Substantial amounts of CCL2 were present in the bone marrow by 16 h after CLP (Figure 7F). Considering that blocking of CCR2 prevented the expansion of the CD4⁺ DC population in the bone marrow after CLP in vivo and that pDCs are known to express CCR2 (50), we asked whether there exist a direct effect of the CCR2 antagonist on pDCs in the bone marrow. To address this question, BMCs were isolated 16 h after CLP and were cultured in the absence or presence of the CCR2 antagonist RS102895 before analysis of CD86 expression. The inhibition of CCR2 led to a decreased expression of CD86 on CD11c^hiCD4⁺ pDCs (Figure 7G).

The number of pDCs that circulated in the blood of septic mice was strongly reduced irrespective of the subset (Figure 7H and Figure S4E in Supplementary Material for 16 and 36 h after surgery, respectively). Similar to pDCs in the bone marrow, circulating pDCs, especially the CD4⁺ subset, expressed higher levels of MHC class II after CLP (Figure 7I and Figure S4F in Supplementary Material for 16 and 36 h after surgery, respectively). Thus, the previously identified CD4⁺ DCs that expand in the bone marrow during sepsis are activated pDCs.

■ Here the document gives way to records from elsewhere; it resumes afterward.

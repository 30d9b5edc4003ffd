//! Persistent identifier registries
//!
//! - [`DataCiteRegistry`] - DataCite REST API (JSON:API)
//! - [`EzidRegistry`] - EZID text API (ANVL)

pub mod datacite;
pub mod ezid;
pub mod traits;

pub use datacite::DataCiteRegistry;
pub use ezid::EzidRegistry;
pub use traits::{
    IdentifierRegistry, ProviderInfo, RegistrationOutcome, RegistrationStatus, RegistrationTarget,
};

use crate::config::{RegistryConfig, RegistryProvider};
use crate::domain::Result;
use std::sync::Arc;

/// Creates the registry client named by `provider`
///
/// # Errors
///
/// Returns an error if the HTTP client cannot be constructed.
pub fn create_registry(config: &RegistryConfig) -> Result<Arc<dyn IdentifierRegistry>> {
    tracing::info!(provider = ?config.provider, base_url = %config.base_url, "Creating identifier registry client");
    Ok(match config.provider {
        RegistryProvider::DataCite => Arc::new(DataCiteRegistry::new(config.clone())?),
        RegistryProvider::Ezid => Arc::new(EzidRegistry::new(config.clone())?),
    })
}
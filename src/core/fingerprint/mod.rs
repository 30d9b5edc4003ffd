//! Version fingerprints (UNF)
//!
//! A version UNF summarizes the UNFs of its tabular files. It must be
//! recomputed whenever a fingerprinted file leaves the version.

use crate::domain::{DataFile, DatasetVersion, Result};
use async_trait::async_trait;
use base64::{engine::general_purpose, Engine as _};
use sha2::{Digest, Sha256};

const UNF_PREFIX: &str = "UNF:6:";

/// Ingest side of the repository
#[async_trait]
pub trait IngestService: Send + Sync {
    /// Recomputes `version.unf` from the files the version still references
    async fn recalculate_version_unf(&self, version: &mut DatasetVersion, files: &[DataFile]) -> Result<()>;
}

/// Computes version UNFs locally
#[derive(Debug, Default, Clone, Copy)]
pub struct UnfCalculator;

impl UnfCalculator {
    /// UNF over the sorted file UNFs, `None` when no file carries one
    pub fn version_unf(version: &DatasetVersion, files: &[DataFile]) -> Option<String> {
        let mut unfs: Vec<&str> = version
            .file_metadatas
            .iter()
            .filter_map(|fm| files.iter().find(|f| f.id == fm.data_file_id))
            .filter_map(|f| f.unf.as_deref())
            .collect();
        if unfs.is_empty() {
            return None;
        }
        unfs.sort_unstable();

        let mut hasher = Sha256::new();
        for unf in unfs {
            hasher.update(unf.as_bytes());
            hasher.update([0u8]);
        }
        Some(format!("{UNF_PREFIX}{}", general_purpose::STANDARD.encode(hasher.finalize())))
    }
}

#[async_trait]
impl IngestService for UnfCalculator {
    async fn recalculate_version_unf(&self, version: &mut DatasetVersion, files: &[DataFile]) -> Result<()> {
        version.unf = Self::version_unf(version, files);
        tracing::debug!(version_id = %version.id, unf = ?version.unf, "Version UNF recalculated");
        Ok(())
    }
}
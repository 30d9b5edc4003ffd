//! Installation-wide mute policy
//!
//! `always` mutes a type for everyone; `never` overrides users' own mute
//! preferences. A type listed in both is muted.

use crate::config::NotificationConfig;
use crate::domain::{AuthenticatedUser, NotificationType};
use std::collections::BTreeSet;

#[derive(Debug, Clone, Default, PartialEq, Eq)]
pub struct MutePolicy {
    always: BTreeSet<NotificationType>,
    never: BTreeSet<NotificationType>,
}

impl MutePolicy {
    pub fn new(
        always: impl IntoIterator<Item = NotificationType>,
        never: impl IntoIterator<Item = NotificationType>,
    ) -> Self {
        Self {
            always: always.into_iter().collect(),
            never: never.into_iter().collect(),
        }
    }

    pub fn from_config(config: &NotificationConfig) -> Self {
        Self::new(config.always_muted_types(), config.never_muted_types())
    }

    fn settled(&self, t: NotificationType, user_muted: bool, what: &str) -> bool {
        let always = self.always.contains(&t);
        let never = self.never.contains(&t);
        if always && never {
            tracing::warn!(
                notification_type = %t,
                "Type is both always and never muted, {} is muted",
                what
            );
        }
        always || (!never && user_muted)
    }

    pub fn is_email_muted(&self, user: &AuthenticatedUser, t: NotificationType) -> bool {
        self.settled(t, user.has_email_muted(t), "email")
    }

    pub fn is_notification_muted(&self, user: &AuthenticatedUser, t: NotificationType) -> bool {
        self.settled(t, user.has_notification_muted(t), "notification")
    }
}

We have previously shown that 4 days after induction of sepsis, splenic DCs still maintain their bias toward increased IL-10 synthesis. At that time point, a large proportion of splenic DCs has been replaced by de novo generated DCs (37). Considering that pDCs in the bone marrow modulate the differentiation of DCs in vitro as shown above, we asked whether pDC influence the function of DCs in vivo. To address this issue, pDCs were depleted before CLP or sham surgery and splenic DCs were analyzed 4 days later. The population of the CD4⁺ pDCs was almost completely removed from bone marrow after application of the specific antibodies in sham and CLP mice (Figures 8A,B). Splenic DCs from CLP mice expressed clearly increased levels of il-10 mRNA ex vivo and released more IL-10 after stimulation with CpG than DCs from sham mice when they had received the isotype control antibodies (Figures 8C,D). In contrast, prior depletion of pDCs reduced ex vivo il-10 transcripts and CpG-induced IL-10 production in splenic DCs from septic mice but not in DCs from sham mice (Figures 8C,D). Thus, pDC favor the generation of IL-10-producing splenic DCs during sepsis.